It does feel like that, and the lack of in-game explanation doesn't help at all. The Doom 8 is probably one of the more important scenes to look at thoroughly, and it's also the first time you'll ever encounter this mechanic. The game will prompt you to press Action, and nothing will suggest that you might want to wait, especially since you have no idea what's going to happen when you do. Once you hit the button, you are locked in until you expose the next corpse in the present, at which point you can go back to where you were, but again, it's unlikely that someone would choose to do that and possibly forget where they need to go next. The map in the book will mark the new corpse with a question mark until you view its scene, but again, nothing in the game tells you this. And if you do want to explore a scene while the watch vibrates at you, you have to listen to the tense ten second loop the entire time, which isn't the most pleasant experience.

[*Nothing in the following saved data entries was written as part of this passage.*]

//! Generic job queue (base spec §4.5): `{mutex, cond, pending list,
//! free list, num_run_threads, max_workers}`, with O(1) tail append and a
//! free-list that recycles job-entry records to avoid steady-state
//! allocation.

use std::collections::VecDeque;
use std::sync::{Condvar, Mutex};

#[derive(Debug, Clone, Copy, PartialEq, Eq, Hash)]
pub enum QueueKind {
    Client,
    Close,
    HeartbeatCluster,
    HeartbeatResource,
}

struct Slot<T> {
    value: Option<T>,
}

struct Inner<T> {
    pending: VecDeque<Box<Slot<T>>>,
    free_list: Vec<Box<Slot<T>>>,
    num_run_threads: usize,
    max_workers: usize,
    shutdown: bool,
}

/// A bounded worker-pool job queue for one [`QueueKind`].
pub struct JobQueue<T> {
    kind: QueueKind,
    state: Mutex<Inner<T>>,
    cond: Condvar,
}

impl<T> JobQueue<T> {
    pub fn new(kind: QueueKind, max_workers: usize) -> Self {
        JobQueue {
            kind,
            state: Mutex::new(Inner {
                pending: VecDeque::new(),
                free_list: Vec::new(),
                num_run_threads: 0,
                max_workers,
                shutdown: false,
            }),
            cond: Condvar::new(),
        }
    }

    pub fn kind(&self) -> QueueKind {
        self.kind
    }

    /// Appends `value` to the tail of the pending list, recycling a
    /// free-list slot when one is available, then wakes one waiting
    /// worker.
    pub fn add(&self, value: T) {
        let mut inner = self.state.lock().unwrap();
        let mut slot = inner.free_list.pop().unwrap_or_else(|| Box::new(Slot { value: None }));
        slot.value = Some(value);
        inner.pending.push_back(slot);
        self.cond.notify_one();
    }

    /// Blocks until a job is available or the queue is shut down.
    /// Returns `None` only after shutdown with an empty pending list.
    pub fn get_new_job(&self) -> Option<T> {
        let mut inner = self.state.lock().unwrap();
        loop {
            if let Some(mut slot) = inner.pending.pop_front() {
                let value = slot.value.take();
                inner.free_list.push(slot);
                return value;
            }
            if inner.shutdown {
                return None;
            }
            inner = self.cond.wait(inner).unwrap();
        }
    }

    pub fn shutdown(&self) {
        let mut inner = self.state.lock().unwrap();
        inner.shutdown = true;
        self.cond.notify_all();
    }

    pub fn pending_len(&self) -> usize {
        self.state.lock().unwrap().pending.len()
    }

    pub fn enter_worker(&self) -> bool {
        let mut inner = self.state.lock().unwrap();
        if inner.num_run_threads >= inner.max_workers {
            return false;
        }
        inner.num_run_threads += 1;
        true
    }

    pub fn exit_worker(&self) {
        let mut inner = self.state.lock().unwrap();
        inner.num_run_threads = inner.num_run_threads.saturating_sub(1);
    }
}

#[cfg(test)]
mod tests {
    use super::*;
    use std::sync::Arc;
    use std::thread;

    #[test]
    fn add_then_get_preserves_fifo_order() {
        let queue: JobQueue<u32> = JobQueue::new(QueueKind::Client, 4);
        queue.add(1);
        queue.add(2);
        queue.add(3);
        assert_eq!(queue.get_new_job(), Some(1));
        assert_eq!(queue.get_new_job(), Some(2));
        assert_eq!(queue.get_new_job(), Some(3));
    }

    #[test]
    fn free_list_recycles_slots() {
        let queue: JobQueue<u32> = JobQueue::new(QueueKind::Close, 1);
        queue.add(1);
        queue.get_new_job();
        assert_eq!(queue.state.lock().unwrap().free_list.len(), 1);
        queue.add(2);
        assert_eq!(queue.state.lock().unwrap().free_list.len(), 0, "add reused the recycled slot");
    }

    #[test]
    fn shutdown_wakes_blocked_worker_with_none() {
        let queue = Arc::new(JobQueue::<u32>::new(QueueKind::Client, 1));
        let worker_queue = queue.clone();
        let handle = thread::spawn(move || worker_queue.get_new_job());
        thread::sleep(std::time::Duration::from_millis(50));
        queue.shutdown();
        assert_eq!(handle.join().unwrap(), None);
    }

    #[test]
    fn worker_slots_are_bounded_by_max_workers() {
        let queue: JobQueue<u32> = JobQueue::new(QueueKind::Client, 2);
        assert!(queue.enter_worker());
        assert!(queue.enter_worker());
        assert!(!queue.enter_worker());
        queue.exit_worker();
        assert!(queue.enter_worker());
    }
}
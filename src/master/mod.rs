//! Master/supervisor process (base spec §4.3).

pub mod fd_passing;
pub mod lock;
pub mod requests;
pub mod supervisor;

pub use requests::{MasterRequest, MasterRequestCode, MasterResponse};
pub use supervisor::{ConnectionKind, Supervisor};
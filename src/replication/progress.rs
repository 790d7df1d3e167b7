//! Durable progress rows (base spec §3 "Applier/Analyzer/Writer progress
//! row"): the cross-restart synchronisation point for each agent.
//!
//! A real deployment persists these as catalog rows (`log_applier`,
//! `log_analyzer`, `log_writer`) inside the local database; this crate
//! treats the catalog as an external collaborator (base spec §1 Non-goals:
//! "on-disk data-page format") and instead persists them as small
//! line-delimited JSON files, one row appended (and replacing the prior
//! row) per flush, written through the same `tempfile + rename` discipline
//! used for WAL archives.

use crate::common::Lsa;
use crate::error::Result;
use serde::{de::DeserializeOwned, Deserialize, Serialize};
use std::fs;
use std::path::{Path, PathBuf};

#[derive(Debug, Clone, Serialize, Deserialize)]
pub struct ApplierProgressRow {
    pub host_ip: String,
    pub id: usize,
    pub committed_lsa: Lsa,
    pub num_applied: u64,
    pub num_retried: u64,
}

#[derive(Debug, Clone, Serialize, Deserialize)]
pub struct AnalyzerProgressRow {
    pub host_ip: String,
    pub current_lsa: Lsa,
    pub required_lsa: Lsa,
    pub source_applied_time_unix_ms: u64,
    pub creation_time_unix_ms: u64,
    pub queue_full_count: u64,
}

#[derive(Debug, Clone, Serialize, Deserialize)]
pub struct WriterProgressRow {
    pub host_ip: String,
    pub last_flushed_pageid: crate::common::PageId,
    pub last_received_time_unix_ms: u64,
    pub eof_lsa: Lsa,
}

/// A single-row store, atomically replaced on every write.
pub struct ProgressStore<T> {
    path: PathBuf,
    _marker: std::marker::PhantomData<T>,
}

impl<T: Serialize + DeserializeOwned> ProgressStore<T> {
    pub fn new(path: impl Into<PathBuf>) -> Self {
        ProgressStore { path: path.into(), _marker: std::marker::PhantomData }
    }

    pub fn load(&self) -> Option<T> {
        let bytes = fs::read(&self.path).ok()?;
        serde_json::from_slice(&bytes).ok()
    }

    /// Writes `row` to a sibling temp file then renames over the target,
    /// so a reader never observes a half-written row.
    pub fn store(&self, row: &T) -> Result<()> {
        let tmp = tmp_path(&self.path);
        fs::write(&tmp, serde_json::to_vec(row)?)?;
        fs::rename(&tmp, &self.path)?;
        Ok(())
    }
}

fn tmp_path(path: &Path) -> PathBuf {
    let mut os = path.as_os_str().to_owned();
    os.push(".tmp");
    PathBuf::from(os)
}

#[cfg(test)]
mod tests {
    use super::*;

    #[test]
    fn store_then_load_round_trips() {
        let dir = tempfile::tempdir().unwrap();
        let store: ProgressStore<WriterProgressRow> = ProgressStore::new(dir.path().join("log_writer"));
        assert!(store.load().is_none());

        let row = WriterProgressRow {
            host_ip: "10.0.0.1".into(),
            last_flushed_pageid: 42,
            last_received_time_unix_ms: 1000,
            eof_lsa: Lsa::new(42, 128),
        };
        store.store(&row).unwrap();
        let back = store.load().unwrap();
        assert_eq!(back.last_flushed_pageid, 42);
        assert_eq!(back.eof_lsa, Lsa::new(42, 128));
    }

    #[test]
    fn store_overwrites_previous_row() {
        let dir = tempfile::tempdir().unwrap();
        let store: ProgressStore<AnalyzerProgressRow> =
            ProgressStore::new(dir.path().join("log_analyzer"));
        store
            .store(&AnalyzerProgressRow {
                host_ip: "a".into(),
                current_lsa: Lsa::new(1, 0),
                required_lsa: Lsa::new(1, 0),
                source_applied_time_unix_ms: 0,
                creation_time_unix_ms: 0,
                queue_full_count: 0,
            })
            .unwrap();
        store
            .store(&AnalyzerProgressRow {
                host_ip: "a".into(),
                current_lsa: Lsa::new(9, 0),
                required_lsa: Lsa::new(5, 0),
                source_applied_time_unix_ms: 10,
                creation_time_unix_ms: 0,
                queue_full_count: 2,
            })
            .unwrap();
        let back = store.load().unwrap();
        assert_eq!(back.current_lsa, Lsa::new(9, 0));
        assert_eq!(back.queue_full_count, 2);
    }
}
//! Process-shared, robust mutex for protecting mutators of the master
//! region (base spec §4.1 / §5: "owners must tolerate `owner-dead` by
//! releasing and retrying once").
//!
//! This wraps a `pthread_mutex_t` configured with `PTHREAD_PROCESS_SHARED`
//! and `PTHREAD_MUTEX_ROBUST`, placed directly inside the shared-memory
//! payload so every attached process synchronizes through the same
//! underlying futex rather than a per-process lock.

use crate::error::{Result, RyeError};
use std::mem::MaybeUninit;

/// In-place, process-shared robust mutex. `#[repr(C)]` so its layout is
/// stable when placed at a fixed offset inside a shared-memory segment.
#[repr(C)]
pub struct RobustMutex {
    inner: libc::pthread_mutex_t,
}

/// Whether `lock()` recovered from a previous owner dying mid-critical-
/// section. The caller must validate/repair shared state before treating
/// the region as consistent again (base spec: "invalidate the shm region"
/// recovery hook).
#[derive(Debug, Clone, Copy, PartialEq, Eq)]
pub enum LockOutcome {
    Acquired,
    RecoveredFromOwnerDeath,
}

pub struct MutexGuard<'a> {
    mutex: &'a RobustMutex,
}

impl Drop for MutexGuard<'_> {
    fn drop(&mut self) {
        unsafe {
            libc::pthread_mutex_unlock(self.mutex.inner_ptr());
        }
    }
}

impl RobustMutex {
    /// Initializes a mutex in place. Must be called exactly once, by the
    /// process that created the shared-memory region, before any other
    /// process attaches and calls [`RobustMutex::lock`].
    ///
    /// # Safety
    /// `ptr` must point to valid, writable memory of at least
    /// `size_of::<RobustMutex>()` bytes that outlives every attaching
    /// process, and must not already be initialized.
    pub unsafe fn init_in_place(ptr: *mut RobustMutex) -> Result<()> {
        let mut attr = MaybeUninit::<libc::pthread_mutexattr_t>::uninit();
        if libc::pthread_mutexattr_init(attr.as_mut_ptr()) != 0 {
            return Err(RyeError::Shm("pthread_mutexattr_init failed".into()));
        }
        let mut attr = attr.assume_init();
        if libc::pthread_mutexattr_setpshared(&mut attr, libc::PTHREAD_PROCESS_SHARED) != 0 {
            return Err(RyeError::Shm("pthread_mutexattr_setpshared failed".into()));
        }
        if libc::pthread_mutexattr_setrobust(&mut attr, libc::PTHREAD_MUTEX_ROBUST) != 0 {
            return Err(RyeError::Shm("pthread_mutexattr_setrobust failed".into()));
        }
        let rc = libc::pthread_mutex_init((*ptr).inner_ptr(), &attr);
        libc::pthread_mutexattr_destroy(&mut attr);
        if rc != 0 {
            return Err(RyeError::Shm("pthread_mutex_init failed".into()));
        }
        Ok(())
    }

    fn inner_ptr(&self) -> *mut libc::pthread_mutex_t {
        &self.inner as *const _ as *mut _
    }

    /// Locks the mutex, tolerating a previous owner dying while holding
    /// it: on `EOWNERDEAD` the lock is still granted, and the caller gets
    /// [`LockOutcome::RecoveredFromOwnerDeath`] so it can repair shared
    /// state and call [`RobustMutex::mark_consistent`].
    pub fn lock(&self) -> Result<(MutexGuard<'_>, LockOutcome)> {
        let rc = unsafe { libc::pthread_mutex_lock(self.inner_ptr()) };
        match rc {
            0 => Ok((MutexGuard { mutex: self }, LockOutcome::Acquired)),
            e if e == libc::EOWNERDEAD => {
                Ok((MutexGuard { mutex: self }, LockOutcome::RecoveredFromOwnerDeath))
            }
            e => Err(RyeError::Shm(format!("pthread_mutex_lock failed: errno {e}"))),
        }
    }

    /// Must be called while holding the lock after a
    /// [`LockOutcome::RecoveredFromOwnerDeath`], once the caller has
    /// repaired whatever invariant the dead owner may have broken.
    pub fn mark_consistent(&self, _guard: &MutexGuard<'_>) -> Result<()> {
        let rc = unsafe { libc::pthread_mutex_consistent(self.inner_ptr()) };
        if rc != 0 {
            return Err(RyeError::Shm(format!("pthread_mutex_consistent failed: errno {rc}")));
        }
        Ok(())
    }
}

#[cfg(test)]
mod tests {
    use super::*;
    use std::mem::MaybeUninit;

    #[test]
    fn init_lock_unlock_in_single_process() {
        let mut storage = MaybeUninit::<RobustMutex>::uninit();
        unsafe {
            RobustMutex::init_in_place(storage.as_mut_ptr()).unwrap();
            let mutex = &*storage.as_ptr();
            let (guard, outcome) = mutex.lock().unwrap();
            assert_eq!(outcome, LockOutcome::Acquired);
            drop(guard);
            let (_guard2, outcome2) = mutex.lock().unwrap();
            assert_eq!(outcome2, LockOutcome::Acquired);
        }
    }
}
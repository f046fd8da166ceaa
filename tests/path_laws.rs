//! Property-based tests for path navigation.
//!
//! Verifies the get/set, update and delete laws over nested values built
//! from persistent mappings, plain mappings and lists.

use proptest::prelude::*;
use typed_map::path::{delete_in, get_in, has_in, set_in, update_in};
use typed_map::persistent::PersistentMap;
use typed_map::{PlainMap, Value};

// =============================================================================
// Strategy for generating test data
// =============================================================================

fn arbitrary_key() -> impl Strategy<Value = String> {
    "[a-d]{1,2}"
}

fn arbitrary_path() -> impl Strategy<Value = Vec<String>> {
    prop::collection::vec(arbitrary_key(), 1..6)
}

fn arbitrary_scalar() -> impl Strategy<Value = Value> {
    prop_oneof![
        Just(Value::Null),
        any::<bool>().prop_map(Value::Bool),
        any::<i64>().prop_map(Value::Int),
        "[a-z]{0,8}".prop_map(Value::Text),
    ]
}

fn arbitrary_value() -> impl Strategy<Value = Value> {
    arbitrary_scalar().prop_recursive(3, 32, 4, |inner| {
        prop_oneof![
            prop::collection::vec((arbitrary_key(), inner.clone()), 0..4)
                .prop_map(|entries| Value::Map(entries.into_iter().collect())),
            prop::collection::btree_map(arbitrary_key(), inner, 0..4).prop_map(Value::Plain),
        ]
    })
}

fn root_map(value: &Value) -> Result<&PersistentMap<String, Value>, TestCaseError> {
    value
        .as_map()
        .ok_or_else(|| TestCaseError::fail("root must stay a map"))
}

fn arbitrary_root() -> impl Strategy<Value = Value> {
    prop::collection::vec((arbitrary_key(), arbitrary_value()), 0..6)
        .prop_map(|entries| Value::Map(entries.into_iter().collect::<PersistentMap<_, _>>()))
}

// =============================================================================
// Get-Set Law: get_in(set_in(m, p, v), p) == v
// =============================================================================

proptest! {
    #[test]
    fn prop_get_after_set(root in arbitrary_root(), path in arbitrary_path(), value in arbitrary_value()) {
        let updated = set_in(&root, &path, value.clone());
        prop_assert_eq!(get_in(&updated, &path), Some(&value));
    }

    #[test]
    fn prop_set_leaves_original_untouched(root in arbitrary_root(), path in arbitrary_path(), value in arbitrary_value()) {
        let before = root.to_plain_deep();
        let _ = set_in(&root, &path, value);
        prop_assert_eq!(root, before);
    }
}

// =============================================================================
// Set-Get Law: writing back what is there shares the original root
// =============================================================================

proptest! {
    #[test]
    fn prop_set_stored_value_is_identity(root in arbitrary_root(), path in arbitrary_path()) {
        if let Some(existing) = get_in(&root, &path) {
            let rewritten = set_in(&root, &path, existing.clone());
            prop_assert_eq!(&rewritten, &root);
            prop_assert!(root_map(&rewritten)?.ptr_eq(root_map(&root)?));
        }
    }
}

// =============================================================================
// Update Law: update_in(p, f) == set_in(p, f(get_in(p)))
// =============================================================================

proptest! {
    #[test]
    fn prop_update_is_set_of_get(root in arbitrary_root(), path in arbitrary_path()) {
        let wrap = |current: Option<&Value>| Value::List(vec![current.cloned().unwrap_or(Value::Null)]);

        let updated = update_in(&root, &path, wrap);
        let expected = set_in(&root, &path, wrap(get_in(&root, &path)));
        prop_assert_eq!(updated, expected);
    }
}

// =============================================================================
// Delete Laws
// =============================================================================

proptest! {
    #[test]
    fn prop_delete_after_set_removes(root in arbitrary_root(), path in arbitrary_path(), value in arbitrary_value()) {
        let updated = set_in(&root, &path, value);
        let before = updated.to_plain_deep();
        let deleted = delete_in(&updated, &path);

        prop_assert!(!has_in(&deleted, &path));
        prop_assert!(has_in(&deleted, &path[..path.len() - 1]));
        prop_assert_eq!(&updated, &before);
        prop_assert!(has_in(&updated, &path));
    }

    #[test]
    fn prop_delete_absent_is_identity(root in arbitrary_root(), path in arbitrary_path()) {
        prop_assume!(!has_in(&root, &path));
        let deleted = delete_in(&root, &path);

        prop_assert!(root_map(&deleted)?.ptr_eq(root_map(&root)?));
    }
}

// =============================================================================
// Representation: plain intermediates stay plain
// =============================================================================

proptest! {
    #[test]
    fn prop_plain_intermediate_is_kept(key in arbitrary_key(), inner in arbitrary_key(), value in arbitrary_scalar()) {
        let root = Value::Map(PersistentMap::singleton(key.clone(), Value::Plain(PlainMap::new())));
        let updated = set_in(&root, &[key.clone(), inner], value);

        prop_assert!(updated.get(&key).is_some_and(|child| child.as_plain().is_some()));
    }
}

// =============================================================================
// Lists: index keys address elements, other keys leave the list alone
// =============================================================================

fn arbitrary_list_root() -> impl Strategy<Value = (Value, usize)> {
    prop::collection::vec(arbitrary_scalar(), 0..6).prop_map(|items| {
        let length = items.len();
        (Value::Map(PersistentMap::singleton("items".to_string(), Value::List(items))), length)
    })
}

proptest! {
    #[test]
    fn prop_list_get_after_set((root, length) in arbitrary_list_root(), index in 0_usize..8, value in arbitrary_scalar()) {
        let path = ["items".to_string(), index.to_string()];
        let before = root.to_plain_deep();
        let updated = set_in(&root, &path, value.clone());

        prop_assert_eq!(get_in(&updated, &path), Some(&value));
        prop_assert_eq!(updated.get("items").and_then(Value::len), Some(length.max(index + 1)));
        prop_assert_eq!(&root, &before);
    }

    #[test]
    fn prop_list_delete_shrinks_by_one((root, length) in arbitrary_list_root(), index in 0_usize..6) {
        prop_assume!(index < length);
        let before = root.to_plain_deep();
        let deleted = delete_in(&root, &["items".to_string(), index.to_string()]);

        prop_assert_eq!(deleted.get("items").and_then(Value::len), Some(length - 1));
        prop_assert_eq!(&root, &before);
    }

    #[test]
    fn prop_list_ignores_non_index_keys((root, _) in arbitrary_list_root(), key in arbitrary_key(), value in arbitrary_scalar()) {
        let updated = set_in(&root, &["items".to_string(), key], value);
        prop_assert!(root_map(&updated)?.ptr_eq(root_map(&root)?));
    }
}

While I understand the "force the player to spend one minute inspecting the scene" idea, I would very much prefer a more deliberate way to indicate that you've seen what you want to see and are ready to update the book and move on. Some scenes merit a lot more time spent, and some honestly have nothing worthwhile to see and way too much time to see it.

Crazy Achmed posted:

On the subject of notes, how are the LPers approaching this? If there is a pad of paper that you're writing stuff down on, it'd be neat to see pictures of how this develops throughout the playthrough. I got into playing sid meier's covert action a while back, and it's strangely satisfying to look at the mad conspiracy charts that I ended up scrawling throughout each game.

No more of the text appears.